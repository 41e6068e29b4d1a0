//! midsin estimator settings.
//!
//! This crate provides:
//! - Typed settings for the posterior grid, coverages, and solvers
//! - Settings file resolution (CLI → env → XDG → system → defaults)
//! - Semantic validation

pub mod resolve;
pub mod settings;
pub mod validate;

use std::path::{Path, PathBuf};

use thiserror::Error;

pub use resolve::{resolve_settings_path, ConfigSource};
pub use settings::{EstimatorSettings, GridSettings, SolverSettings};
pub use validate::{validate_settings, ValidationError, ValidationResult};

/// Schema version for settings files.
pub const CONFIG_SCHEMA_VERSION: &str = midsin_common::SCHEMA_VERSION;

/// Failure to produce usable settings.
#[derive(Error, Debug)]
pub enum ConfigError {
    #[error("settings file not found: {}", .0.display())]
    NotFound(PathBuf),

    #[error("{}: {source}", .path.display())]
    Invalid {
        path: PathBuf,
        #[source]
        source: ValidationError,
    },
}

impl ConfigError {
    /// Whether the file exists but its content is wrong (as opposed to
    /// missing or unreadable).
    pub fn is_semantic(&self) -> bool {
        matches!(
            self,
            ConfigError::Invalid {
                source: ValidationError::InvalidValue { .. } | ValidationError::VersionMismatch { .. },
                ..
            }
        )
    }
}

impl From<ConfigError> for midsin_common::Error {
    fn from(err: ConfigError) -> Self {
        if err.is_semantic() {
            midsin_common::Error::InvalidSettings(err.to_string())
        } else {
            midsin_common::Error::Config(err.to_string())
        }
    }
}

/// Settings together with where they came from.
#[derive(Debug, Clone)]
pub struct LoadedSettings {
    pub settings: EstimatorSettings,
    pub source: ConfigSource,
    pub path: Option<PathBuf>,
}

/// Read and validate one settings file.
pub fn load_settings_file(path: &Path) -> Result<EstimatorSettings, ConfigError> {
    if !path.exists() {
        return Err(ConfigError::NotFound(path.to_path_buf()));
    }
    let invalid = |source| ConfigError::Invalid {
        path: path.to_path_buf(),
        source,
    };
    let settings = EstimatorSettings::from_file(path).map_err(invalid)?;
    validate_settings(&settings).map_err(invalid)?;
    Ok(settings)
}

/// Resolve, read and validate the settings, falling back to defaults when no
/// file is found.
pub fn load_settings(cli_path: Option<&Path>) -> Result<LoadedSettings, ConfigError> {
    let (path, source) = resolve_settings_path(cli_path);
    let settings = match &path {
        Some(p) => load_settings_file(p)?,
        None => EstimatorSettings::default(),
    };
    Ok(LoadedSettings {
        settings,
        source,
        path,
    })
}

---

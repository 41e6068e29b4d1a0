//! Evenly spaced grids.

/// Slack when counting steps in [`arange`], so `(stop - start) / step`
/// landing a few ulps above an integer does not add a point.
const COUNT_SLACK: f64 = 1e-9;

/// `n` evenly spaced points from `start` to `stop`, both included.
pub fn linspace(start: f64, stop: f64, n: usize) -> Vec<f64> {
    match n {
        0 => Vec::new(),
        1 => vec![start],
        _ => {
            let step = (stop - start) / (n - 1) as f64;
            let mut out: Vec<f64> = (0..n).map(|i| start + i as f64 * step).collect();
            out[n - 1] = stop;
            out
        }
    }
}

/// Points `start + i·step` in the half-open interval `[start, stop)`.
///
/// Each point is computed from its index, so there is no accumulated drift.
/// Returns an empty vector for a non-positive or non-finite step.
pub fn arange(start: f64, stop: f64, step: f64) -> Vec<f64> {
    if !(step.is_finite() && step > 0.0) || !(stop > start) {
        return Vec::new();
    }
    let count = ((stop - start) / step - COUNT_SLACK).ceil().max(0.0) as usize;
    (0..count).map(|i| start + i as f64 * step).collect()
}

» **Work order**: Search the records for the word "ValidationError" and copy out every line that holds it.

» **Solution below**:
pub use validate::{validate_settings, ValidationError, ValidationResult};
        source: ValidationError,
                source: ValidationError::InvalidValue { .. } | ValidationError::VersionMismatch { .. },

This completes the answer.